Occorre a questo punto sottolineare che il WSJ ha condotto la sua indagine raccogliendo le e-mail intercorse tra i regolatori del Texas e i funzionari Tesla. Cui ha poi aggiunto documenti pubblici espressamente richiesti , interviste a ex dipendenti di Tesla e una puntuale analisi del promemoria inviato da un informatore all’EPA.

Dalla visione di questi resoconti, il giornale ha tratto una tesi ben precisa: i dirigenti e i capi della Tesla GigaFactory erano a conoscenza dei problemi interni alla gigafactory di Austin. Al tempo stesso, hanno scelto di minimizzare il problema, facendo ricorso a sotterfugi e depistaggi. Oltre a mettere in campo espedienti, senza però adottare le soluzioni permanenti che sarebbero state necessarie.

Gigafactory Tesla Austin

Gli ex dipendenti che hanno parlato con il Wall Street Journal, sarebbero stati del tutto ignorati dalla dirigenza. Mentre altri hanno deciso di volgere lo sguardo dall’altra parte, un comportamento motivato dalla paura di perdere il proprio posto di lavoro. Una paura del resto motivata dalla nota propensione di Elon Musk a licenziare schiere di dipendenti per un semplice capriccio.

“Tesla mi ha chiesto ripetutamente di mentire al governo”: parola di un dipendente

Quello che è considerato il più preoccupante in assoluto, è il racconto di un membro dello staff addetto alla conformità ambientale il quale afferma senza mezzi termini di aver ricevuto espressa richiesta di mentire, da parte della casa californiana. Ecco quanto da lui affermato: “Tesla mi ha ripetutamente chiesto di mentire al governo in modo che potessero operare senza pagare per i controlli ambientali adeguati”. Tutto riportato nero su bianco in una nota da lui indirizzata all’Environmental Protection Agency (EPA) degli Stati Uniti, nell’anno in corso.

Il promemoria in questione, era composto da centinaia di pagine e, oltre alle semplici affermazioni, era accompagnato dalle prove. In particolare, sarebbero stati acclusi foto e video delle violazioni dell’impianto di Austin, che secondo l’interpretazione del WSJ sarebbero assolutamente evidenti.

È proprio il promemoria ad affermare che, quando un componente della Commissione per la qualità ambientale del Texas (TCEQ) si è recato alla GigaFactory di Austin per una visita in loco, i dipendenti Tesla avrebbero messo in atto uno stratagemma elaborato appositamente al fine di occultare la perdita del forno di fusione.
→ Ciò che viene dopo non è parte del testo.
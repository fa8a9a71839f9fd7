//! Shared test helpers for scenario and adversarial tests.

use depot_core::{Address, Event};
use depot_custody::{Chain, CustodyConfig};

/// Supply minted to the token issuer in every fixture.
pub const TOKEN_SUPPLY: u64 = 1_000_000_000_000_000;

/// Native funds given to each fixture account.
pub const STARTING_FUNDS: u64 = 1_000_000;

/// Simple account address from a seed byte.
pub fn addr(seed: u8) -> Address {
    Address::from_bytes([seed; 20])
}

/// An arbitrary non-zero address that no fixture account uses.
pub fn outsider() -> Address {
    // Checksummed form is accepted; case is ignored.
    "0xF9d80fe1bb6078D115d1CD16e89f05eA7F14D969"
        .parse()
        .expect("valid address literal")
}

/// A chain with a wallet, one forwarder and a token already deployed.
pub struct Fixture {
    pub chain: Chain,
    /// Deployer of `wallet`.
    pub owner: Address,
    /// Funded account with no authority over anything.
    pub stranger: Address,
    /// Deployer and initial holder of `token`.
    pub issuer: Address,
    pub wallet: Address,
    pub forwarder: Address,
    pub token: Address,
}

impl Fixture {
    pub fn new(config: CustodyConfig) -> Self {
        let owner = addr(0x01);
        let stranger = addr(0x02);
        let issuer = addr(0x03);

        let mut chain = Chain::new(config);
        for account in [owner, stranger, issuer] {
            chain
                .ledger_mut()
                .credit(&account, STARTING_FUNDS)
                .expect("fund fixture account");
        }
        let wallet = chain.deploy_wallet(&owner).expect("deploy wallet");
        let forwarder = chain
            .create_forwarder(&owner, &wallet)
            .expect("create forwarder");
        let token = chain
            .deploy_token(&issuer, TOKEN_SUPPLY)
            .expect("deploy token");

        Self {
            chain,
            owner,
            stranger,
            issuer,
            wallet,
            forwarder,
            token,
        }
    }

    /// Move `amount` of the fixture token from the issuer to `to`.
    pub fn give_tokens(&mut self, to: &Address, amount: u64) {
        self.chain
            .transfer_token(&self.issuer, &self.token, to, amount)
            .expect("issuer token transfer");
    }

    /// Fixture-token balance of `owner`.
    pub fn tokens_of(&self, owner: &Address) -> u64 {
        self.chain
            .token_balance(&self.token, owner)
            .expect("fixture token exists")
    }

    /// Events emitted by `emitter`, oldest first.
    pub fn events_from(&self, emitter: &Address) -> Vec<Event> {
        self.chain.log().by_emitter(emitter).copied().collect()
    }
}

impl Default for Fixture {
    fn default() -> Self {
        Self::new(CustodyConfig::default())
    }
}
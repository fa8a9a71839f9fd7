//! # depot-custody
//! Wallet and forwarder custody state machine for Depot.
//!
//! A [`Wallet`] hands out [`Forwarder`] deposit addresses; forwarders sweep
//! what they receive to their parent. Both run against a [`Host`], which the
//! in-memory [`Chain`] provides together with all-or-nothing call frames,
//! receive hooks for external accounts, and JSON snapshots.

pub mod call;
pub mod chain;
pub mod config;
pub mod error;
pub mod forwarder;
pub mod host;
pub mod shared;
pub mod snapshot;
pub mod wallet;

pub use call::{Call, Outcome, Receipt};
pub use chain::{Chain, ReceiveHook, State, Vm};
pub use config::{CustodyConfig, ForwardPolicy};
pub use error::{ConfigError, CustodyError, ErrorKind, ForwarderError, SnapshotError, WalletError};
pub use forwarder::Forwarder;
pub use host::Host;
pub use shared::SharedChain;
pub use snapshot::Snapshot;
pub use wallet::Wallet;
//! Small value types shared by the ledgers and the custody state machine.

use serde::{Deserialize, Serialize};
use std::fmt;

use crate::error::TransferError;

/// Computation budget forwarded to a recipient along with a value transfer.
///
/// Receiving logic has a cost. A transfer made with a limited budget fails
/// with [`TransferError::OutOfBudget`] when the recipient's receive cost is
/// larger than what was forwarded.
#[derive(Serialize, Deserialize, Clone, Copy, Debug, PartialEq, Eq, Default)]
#[serde(rename_all = "snake_case")]
pub enum Budget {
    /// Everything the caller has; top-level calls run unlimited.
    #[default]
    Unlimited,
    /// A fixed stipend.
    Limited(u64),
}

impl Budget {
    /// Whether this budget can pay for `cost`.
    pub fn covers(&self, cost: u64) -> bool {
        match self {
            Budget::Unlimited => true,
            Budget::Limited(available) => *available >= cost,
        }
    }

    /// Pay `cost` out of this budget, returning what remains.
    pub fn consume(self, cost: u64) -> Result<Budget, TransferError> {
        match self {
            Budget::Unlimited => Ok(Budget::Unlimited),
            Budget::Limited(available) => available
                .checked_sub(cost)
                .map(Budget::Limited)
                .ok_or(TransferError::OutOfBudget {
                    needed: cost,
                    available,
                }),
        }
    }

    /// Cap this budget at `stipend`.
    pub fn cap(self, stipend: u64) -> Budget {
        match self {
            Budget::Unlimited => Budget::Limited(stipend),
            Budget::Limited(available) => Budget::Limited(available.min(stipend)),
        }
    }
}

impl fmt::Display for Budget {
    fn fmt(&self, f: &mut fmt::Formatter<'_>) -> fmt::Result {
        match self {
            Budget::Unlimited => f.write_str("unlimited"),
            Budget::Limited(n) => write!(f, "{n}"),
        }
    }
}

#[cfg(test)]
mod tests {
    use super::*;

    #[test]
    fn unlimited_covers_everything() {
        assert!(Budget::Unlimited.covers(u64::MAX));
        assert_eq!(Budget::Unlimited.consume(u64::MAX), Ok(Budget::Unlimited));
    }

    #[test]
    fn limited_consume() {
        assert_eq!(Budget::Limited(10).consume(4), Ok(Budget::Limited(6)));
        assert_eq!(
            Budget::Limited(3).consume(4),
            Err(TransferError::OutOfBudget {
                needed: 4,
                available: 3
            })
        );
        assert!(Budget::Limited(4).covers(4));
        assert!(!Budget::Limited(4).covers(5));
    }

    #[test]
    fn cap_never_raises() {
        assert_eq!(Budget::Unlimited.cap(100), Budget::Limited(100));
        assert_eq!(Budget::Limited(50).cap(100), Budget::Limited(50));
        assert_eq!(Budget::Limited(500).cap(100), Budget::Limited(100));
    }

    #[test]
    fn display() {
        assert_eq!(Budget::Unlimited.to_string(), "unlimited");
        assert_eq!(Budget::Limited(2300).to_string(), "2300");
    }
}
use dedup_log::DedupLogs;
use keyword_matcher::KeywordMatcher;
use std::fmt;
use tracing::{debug, info, warn};
use wonderbot_core::{BotConfig, Category, CoreError, ErrorReporter, Item, ItemSource, ReplySink};

/// Terminal state of one item after a pass.
#[derive(Debug, Clone, Copy, PartialEq, Eq)]
pub enum Outcome {
    SkippedSelfAuthor,
    NotMatched,
    AlreadyLogged,
    Replied,
}

#[derive(Debug, Clone, PartialEq, Eq)]
pub struct BatchSummary {
    pub category: Category,
    pub fetched: usize,
    pub replied: usize,
    pub already_logged: usize,
    pub not_matched: usize,
    pub skipped_self: usize,
    pub failed: usize,
}

impl BatchSummary {
    fn new(category: Category, fetched: usize) -> Self {
        Self {
            category,
            fetched,
            replied: 0,
            already_logged: 0,
            not_matched: 0,
            skipped_self: 0,
            failed: 0,
        }
    }

    fn record(&mut self, outcome: Outcome) {
        match outcome {
            Outcome::SkippedSelfAuthor => self.skipped_self += 1,
            Outcome::NotMatched => self.not_matched += 1,
            Outcome::AlreadyLogged => self.already_logged += 1,
            Outcome::Replied => self.replied += 1,
        }
    }
}

impl fmt::Display for BatchSummary {
    fn fmt(&self, f: &mut fmt::Formatter<'_>) -> fmt::Result {
        write!(
            f,
            "{}s: {} fetched, {} replied, {} already handled, {} not matched, {} own, {} failed",
            self.category,
            self.fetched,
            self.replied,
            self.already_logged,
            self.not_matched,
            self.skipped_self,
            self.failed
        )
    }
}

#[derive(Debug, Clone, PartialEq, Eq)]
pub struct PassSummary {
    pub comments: BatchSummary,
    pub submissions: BatchSummary,
}

impl PassSummary {
    pub fn replied(&self) -> usize {
        self.comments.replied + self.submissions.replied
    }
}

/// Runs fetched items through the matcher and the dedup logs and replies to
/// new matches. The client supplies items and accepts replies.
pub struct BatchProcessor<C> {
    client: C,
    matcher: KeywordMatcher,
    logs: DedupLogs,
    config: BotConfig,
    reporter: ErrorReporter,
}

impl<C> BatchProcessor<C>
where
    C: ItemSource + ReplySink,
{
    pub fn new(client: C, config: BotConfig, logs: DedupLogs) -> Self {
        Self {
            client,
            matcher: KeywordMatcher::new(&config.keyword),
            logs,
            config,
            reporter: ErrorReporter::new(),
        }
    }

    pub fn client(&self) -> &C {
        &self.client
    }

    pub fn config(&self) -> &BotConfig {
        &self.config
    }

    /// The id is logged before the reply goes out: a crash in between loses
    /// a reply instead of sending it twice.
    pub async fn process_item(&self, item: &Item) -> Result<Outcome, CoreError> {
        if item.is_authored_by(&self.config.bot_account) {
            debug!("Skipping own {} {}", item.category(), item.id());
            return Ok(Outcome::SkippedSelfAuthor);
        }

        if !self.matcher.needs_reply(&item.text_to_match()) {
            debug!("No keyword in {} {}", item.category(), item.id());
            return Ok(Outcome::NotMatched);
        }

        let log = self.logs.for_category(item.category());
        if log.contains(item.id()) {
            debug!("Already replied to {} {}", item.category(), item.id());
            return Ok(Outcome::AlreadyLogged);
        }

        log.append(item.id())?;
        self.client.reply(item, &self.config.reply_text).await?;
        info!("Replied to {} {}", item.category(), item.id());
        Ok(Outcome::Replied)
    }

    /// Fetch failures and log-write failures abort the batch. A failed reply
    /// only costs that one item.
    pub async fn process_category(&self, category: Category) -> Result<BatchSummary, CoreError> {
        let items = self
            .client
            .fetch_new(category, self.config.fetch_limit)
            .await?;
        let mut summary = BatchSummary::new(category, items.len());

        for item in &items {
            match self.process_item(item).await {
                Ok(outcome) => summary.record(outcome),
                Err(e @ CoreError::DedupLog(_)) => return Err(e),
                Err(e) => {
                    warn!(
                        "Reply to {} {} failed; it stays logged and will not be retried",
                        item.category(),
                        item.id()
                    );
                    self.reporter.report_error(&e);
                    summary.failed += 1;
                }
            }
        }

        info!("Finished batch: {}", summary);
        Ok(summary)
    }

    /// Comments first, then submissions, with the configured pause between.
    pub async fn run_pass(&self) -> Result<PassSummary, CoreError> {
        let comments = self.process_category(Category::Comment).await?;

        let pause = self.config.pass_pause();
        if !pause.is_zero() {
            debug!("Pausing {:?} before the submission batch", pause);
            tokio::time::sleep(pause).await;
        }

        let submissions = self.process_category(Category::Submission).await?;
        Ok(PassSummary {
            comments,
            submissions,
        })
    }
}
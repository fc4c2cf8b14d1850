use serde::{Deserialize, Serialize};
use std::fmt;

/// Which Reddit listing an item came from. Each category has its own
/// dedup log.
#[derive(Debug, Clone, Copy, PartialEq, Eq, Hash, Serialize, Deserialize)]
#[serde(rename_all = "lowercase")]
pub enum Category {
    Comment,
    Submission,
}

impl Category {
    pub fn as_str(&self) -> &'static str {
        match self {
            Category::Comment => "comment",
            Category::Submission => "submission",
        }
    }

    pub fn log_file_name(&self) -> &'static str {
        match self {
            Category::Comment => "comments_replied.txt",
            Category::Submission => "submissions_replied.txt",
        }
    }

    /// Reddit "thing" kind prefix used to build fullnames.
    pub fn kind(&self) -> &'static str {
        match self {
            Category::Comment => "t1",
            Category::Submission => "t3",
        }
    }
}

impl fmt::Display for Category {
    fn fmt(&self, f: &mut fmt::Formatter<'_>) -> fmt::Result {
        f.write_str(self.as_str())
    }
}

/// A post or comment fetched from the subreddit. `author` is `None` for
/// deleted or anonymous authors.
#[derive(Debug, Clone, PartialEq, Eq)]
pub enum Item {
    Post {
        id: String,
        author: Option<String>,
        title: String,
        body: String,
    },
    Comment {
        id: String,
        author: Option<String>,
        body: String,
    },
}

impl Item {
    pub fn id(&self) -> &str {
        match self {
            Item::Post { id, .. } | Item::Comment { id, .. } => id,
        }
    }

    pub fn author(&self) -> Option<&str> {
        match self {
            Item::Post { author, .. } | Item::Comment { author, .. } => author.as_deref(),
        }
    }

    pub fn category(&self) -> Category {
        match self {
            Item::Post { .. } => Category::Submission,
            Item::Comment { .. } => Category::Comment,
        }
    }

    /// Posts match on title and body, comments on body only.
    pub fn text_to_match(&self) -> String {
        match self {
            Item::Post { title, body, .. } => format!("{}\n{}", title, body),
            Item::Comment { body, .. } => body.clone(),
        }
    }

    pub fn fullname(&self) -> String {
        format!("{}_{}", self.category().kind(), self.id())
    }

    pub fn is_authored_by(&self, account: &str) -> bool {
        self.author() == Some(account)
    }
}
use oauth2::{HttpRequest, HttpResponse};
use reqwest::{Client, Method, RequestBuilder, Response, StatusCode};
use serde::Deserialize;
use serde_json::Value;
use std::time::Duration;
use tracing::{debug, error, info, warn};
use url::Url;
use wonderbot_core::{CoreError, Item, RedditApiError};

pub const REDDIT_API_BASE: &str = "https://oauth.reddit.com";

/// Reddit's stand-in author for removed accounts.
const DELETED_AUTHOR: &str = "[deleted]";

#[derive(Debug, Clone, Deserialize)]
pub struct RedditListing<T> {
    pub kind: String,
    pub data: RedditListingData<T>,
}

#[derive(Debug, Clone, Deserialize)]
pub struct RedditListingData<T> {
    pub children: Vec<RedditListingChild<T>>,
    pub after: Option<String>,
    pub before: Option<String>,
}

#[derive(Debug, Clone, Deserialize)]
pub struct RedditListingChild<T> {
    pub kind: String,
    pub data: T,
}

impl<T: Into<Item>> RedditListing<T> {
    pub fn into_items(self) -> Vec<Item> {
        self.data
            .children
            .into_iter()
            .map(|child| child.data.into())
            .collect()
    }
}

#[derive(Debug, Clone, Deserialize)]
pub struct RedditPostData {
    pub id: String,
    pub title: String,
    #[serde(default)]
    pub selftext: String,
    #[serde(default)]
    pub author: Option<String>,
    #[serde(default)]
    pub subreddit: String,
}

#[derive(Debug, Clone, Deserialize)]
pub struct RedditCommentData {
    pub id: String,
    #[serde(default)]
    pub body: String,
    #[serde(default)]
    pub author: Option<String>,
    #[serde(default)]
    pub link_id: Option<String>,
}

#[derive(Debug, Deserialize)]
struct CommentResponse {
    json: CommentResponseBody,
}

#[derive(Debug, Deserialize)]
struct CommentResponseBody {
    #[serde(default)]
    errors: Vec<Value>,
}

fn known_author(author: Option<String>) -> Option<String> {
    author.filter(|a| !a.is_empty() && a != DELETED_AUTHOR)
}

impl From<RedditPostData> for Item {
    fn from(post: RedditPostData) -> Self {
        Item::Post {
            id: post.id,
            author: known_author(post.author),
            title: post.title,
            body: post.selftext,
        }
    }
}

impl From<RedditCommentData> for Item {
    fn from(comment: RedditCommentData) -> Self {
        Item::Comment {
            id: comment.id,
            author: known_author(comment.author),
            body: comment.body,
        }
    }
}

/// Walks a comment listing depth-first, collecting every `t1` child and
/// its nested replies. "more" stubs are skipped.
pub fn flatten_comment_tree(listing: &Value, out: &mut Vec<Item>) {
    let Some(children) = listing["data"]["children"].as_array() else {
        return;
    };

    for child in children {
        if child["kind"] != "t1" {
            continue;
        }
        let data = &child["data"];
        match RedditCommentData::deserialize(data) {
            Ok(comment) => out.push(comment.into()),
            Err(e) => warn!("Skipping malformed comment in tree: {}", e),
        }
        // `replies` is an empty string when there are none.
        if data["replies"].is_object() {
            flatten_comment_tree(&data["replies"], out);
        }
    }
}

/// Converts a non-success status into the matching API error.
pub fn status_error(status: StatusCode, retry_after: Option<u64>, endpoint: &str) -> CoreError {
    let error = match status.as_u16() {
        401 => RedditApiError::InvalidToken,
        403 => RedditApiError::Forbidden {
            resource: endpoint.to_string(),
        },
        404 => RedditApiError::SubredditNotFound {
            subreddit: endpoint.to_string(),
        },
        429 => RedditApiError::RateLimitExceeded {
            retry_after: retry_after.unwrap_or(60),
        },
        code if status.is_server_error() => RedditApiError::ServerError { status_code: code },
        code => RedditApiError::InvalidResponse {
            details: format!("Unexpected status {} for {}", code, endpoint),
        },
    };
    CoreError::RedditApi(error)
}

fn transport_error(e: reqwest::Error, endpoint: &str) -> CoreError {
    error!("Network error for {}: {}", endpoint, e);
    if e.is_timeout() {
        CoreError::RedditApi(RedditApiError::RequestTimeout)
    } else {
        CoreError::Network(e)
    }
}

fn retry_after_secs(response: &Response) -> Option<u64> {
    ["retry-after", "x-ratelimit-reset"].iter().find_map(|name| {
        response
            .headers()
            .get(*name)?
            .to_str()
            .ok()?
            .trim()
            .parse::<f64>()
            .ok()
            .map(|secs| secs.ceil() as u64)
    })
}

/// Thin wrapper around the authenticated `oauth.reddit.com` endpoints.
#[derive(Debug)]
pub struct RedditApiClient {
    http_client: Client,
    base_url: Url,
}

impl RedditApiClient {
    pub fn new(user_agent: &str, base_url: Url) -> Result<Self, CoreError> {
        let http_client = Client::builder()
            .user_agent(user_agent)
            .timeout(Duration::from_secs(30))
            .build()?;

        Ok(Self {
            http_client,
            base_url,
        })
    }

    pub fn base_url(&self) -> &Url {
        &self.base_url
    }

    fn request(
        &self,
        method: Method,
        endpoint: &str,
        access_token: &str,
    ) -> Result<RequestBuilder, CoreError> {
        let url = self
            .base_url
            .join(endpoint)
            .map_err(|e| CoreError::InvalidInput {
                message: format!("Bad endpoint {}: {}", endpoint, e),
            })?;

        Ok(self
            .http_client
            .request(method, url)
            .bearer_auth(access_token))
    }

    async fn send(&self, request: RequestBuilder, endpoint: &str) -> Result<Response, CoreError> {
        let response = request
            .send()
            .await
            .map_err(|e| transport_error(e, endpoint))?;

        let status = response.status();
        if !status.is_success() {
            error!("Request failed with status: {} for {}", status, endpoint);
            return Err(status_error(status, retry_after_secs(&response), endpoint));
        }

        debug!("Request successful: {} {}", status, endpoint);
        Ok(response)
    }

    /// Sends an OAuth2 token request with this client's user agent and
    /// timeout. 429 and 5xx answers are returned as errors; any other answer
    /// is handed back for `oauth2` to interpret.
    pub async fn token_request(&self, request: HttpRequest) -> Result<HttpResponse, CoreError> {
        let endpoint = request.url.path().to_string();
        let mut builder = self
            .http_client
            .request(request.method, request.url.as_str())
            .body(request.body);
        for (name, value) in &request.headers {
            builder = builder.header(name.as_str(), value.as_bytes());
        }

        debug!("Requesting access token from {}", request.url);
        let response = builder
            .send()
            .await
            .map_err(|e| transport_error(e, &endpoint))?;

        let status = response.status();
        if status == StatusCode::TOO_MANY_REQUESTS || status.is_server_error() {
            error!("Token request failed with status: {}", status);
            return Err(status_error(status, retry_after_secs(&response), &endpoint));
        }

        let headers = response.headers().clone();
        let body = response
            .bytes()
            .await
            .map_err(|e| transport_error(e, &endpoint))?;

        Ok(HttpResponse {
            status_code: status,
            headers,
            body: body.to_vec(),
        })
    }

    pub async fn get_listing<T>(
        &self,
        access_token: &str,
        endpoint: &str,
        limit: u32,
    ) -> Result<RedditListing<T>, CoreError>
    where
        T: for<'de> Deserialize<'de>,
    {
        let limit = limit.to_string();
        let request = self
            .request(Method::GET, endpoint, access_token)?
            .query(&[("limit", limit.as_str()), ("raw_json", "1")]);

        info!("Making Reddit API request: GET {}", endpoint);
        let response = self.send(request, endpoint).await?;

        let listing: RedditListing<T> = response.json().await.map_err(|e| {
            error!("Failed to parse listing: {}", e);
            CoreError::RedditApi(RedditApiError::InvalidResponse {
                details: format!("Failed to parse listing from {}", endpoint),
            })
        })?;

        debug!(
            "Retrieved {} entries from {}",
            listing.data.children.len(),
            endpoint
        );
        Ok(listing)
    }

    pub async fn get_comment_tree(
        &self,
        access_token: &str,
        submission_id: &str,
    ) -> Result<Vec<Item>, CoreError> {
        let endpoint = format!("/comments/{}", submission_id);
        let request = self
            .request(Method::GET, &endpoint, access_token)?
            .query(&[("raw_json", "1")]);

        info!("Making Reddit API request: GET {}", endpoint);
        let response = self.send(request, &endpoint).await?;

        // The endpoint answers with [post listing, comment listing].
        let body: Value = response.json().await.map_err(|e| {
            error!("Failed to parse comment tree: {}", e);
            CoreError::RedditApi(RedditApiError::InvalidResponse {
                details: format!("Failed to parse comments for {}", submission_id),
            })
        })?;

        let Some(listing) = body.as_array().and_then(|parts| parts.get(1)) else {
            error!("Unexpected comment tree shape for {}", submission_id);
            return Err(CoreError::RedditApi(RedditApiError::InvalidResponse {
                details: format!("Expected a post and a comment listing for {}", submission_id),
            }));
        };

        let mut comments = Vec::new();
        flatten_comment_tree(listing, &mut comments);
        Ok(comments)
    }

    pub async fn post_comment(
        &self,
        access_token: &str,
        thing_id: &str,
        text: &str,
    ) -> Result<(), CoreError> {
        let endpoint = "/api/comment";
        let request = self.request(Method::POST, endpoint, access_token)?.form(&[
            ("api_type", "json"),
            ("thing_id", thing_id),
            ("text", text),
        ]);

        info!("Making Reddit API request: POST {} for {}", endpoint, thing_id);
        let response = self.send(request, endpoint).await?;

        let body: CommentResponse = response.json().await.map_err(|e| {
            error!("Failed to parse comment response: {}", e);
            CoreError::RedditApi(RedditApiError::InvalidResponse {
                details: format!("Failed to parse reply response for {}", thing_id),
            })
        })?;

        check_comment_errors(thing_id, &body.json.errors)
    }
}

/// Reddit reports rejected comments with HTTP 200 and a non-empty
/// `json.errors` array of `[code, message, field]` triples.
fn check_comment_errors(thing_id: &str, errors: &[Value]) -> Result<(), CoreError> {
    if errors.is_empty() {
        return Ok(());
    }

    let reason = errors
        .iter()
        .map(|e| match e.as_array() {
            Some(parts) => parts
                .iter()
                .filter_map(Value::as_str)
                .collect::<Vec<_>>()
                .join(": "),
            None => e.to_string(),
        })
        .collect::<Vec<_>>()
        .join("; ");

    Err(CoreError::RedditApi(RedditApiError::Rejected {
        thing_id: thing_id.to_string(),
        reason,
    }))
}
In pratica, la quantità di carburante che entrava nel forno è stata ridotta rispetto ai livelli normali e i dipendenti hanno trovato un modo per chiudere temporaneamente la porta. Uno stratagemma rivelatosi provvidenziale per consentire alla fabbrica il superamento del test sulle emissioni TCEQ. Naturalmente, non appena è terminata la visita, i precedenti livelli di carburante sono stati ripristinati.

Un quadro da brividi

L’apertura della gigafactory di Austin, è stata caratterizzata da una grande festa organizzata proprio da Elon Musk, il Cyber Rodeo. Per l’occasione il pavimento della fabbrica fu lucidato e la struttura decorata per i VIP. Al contempo, però, gli ingegneri ambientali di Tesla erano preoccupati per una vasca di evaporazione contenente acque reflue provenienti da lavori edili, fuoriuscite di sostanze chimiche e dal reparto verniciatura.

Gigafactory Tesla Austin

Tra le altre sostanze chimiche presenti nello stagno, c’erano anche acido solforico e acido nitrico, tali da produrre il tipico odore di uova marce che caratterizza tali sostanze. I dipendenti Tesla, inoltre, avrebbero trovato un cervo morto nello stagno, prova evidente della sua tossicità. Secondo ex dipendenti e le e-mail degli enti regolatori, l’azienda ha pompato parte di quell’acqua non trattata direttamente nel sistema fognario di Austin senza il permesso dell’ente idrico della città. Il tutto per nascondere il problema emerso durante il Cyber Rodeo.

Se è ancora troppo presto per stabilire cosa scoprirà l’indagine dell’EPA o se saranno dispensate sanzioni a Tesla per le presunte violazioni, la reputazione dell’azienda rischia di uscirne a pezzi. A meno che proprio il suo CEO, diventato responsabile del Dipartimento per l’efficienza governativa dell’amministrazione Trump non riesca a neutralizzare le azioni che l’EPA potrebbe intraprendere contro la società. Una cosa che non stupirebbe alla luce della grazia presidenziale appena concessa Da Joe Biden al figlio Hunter.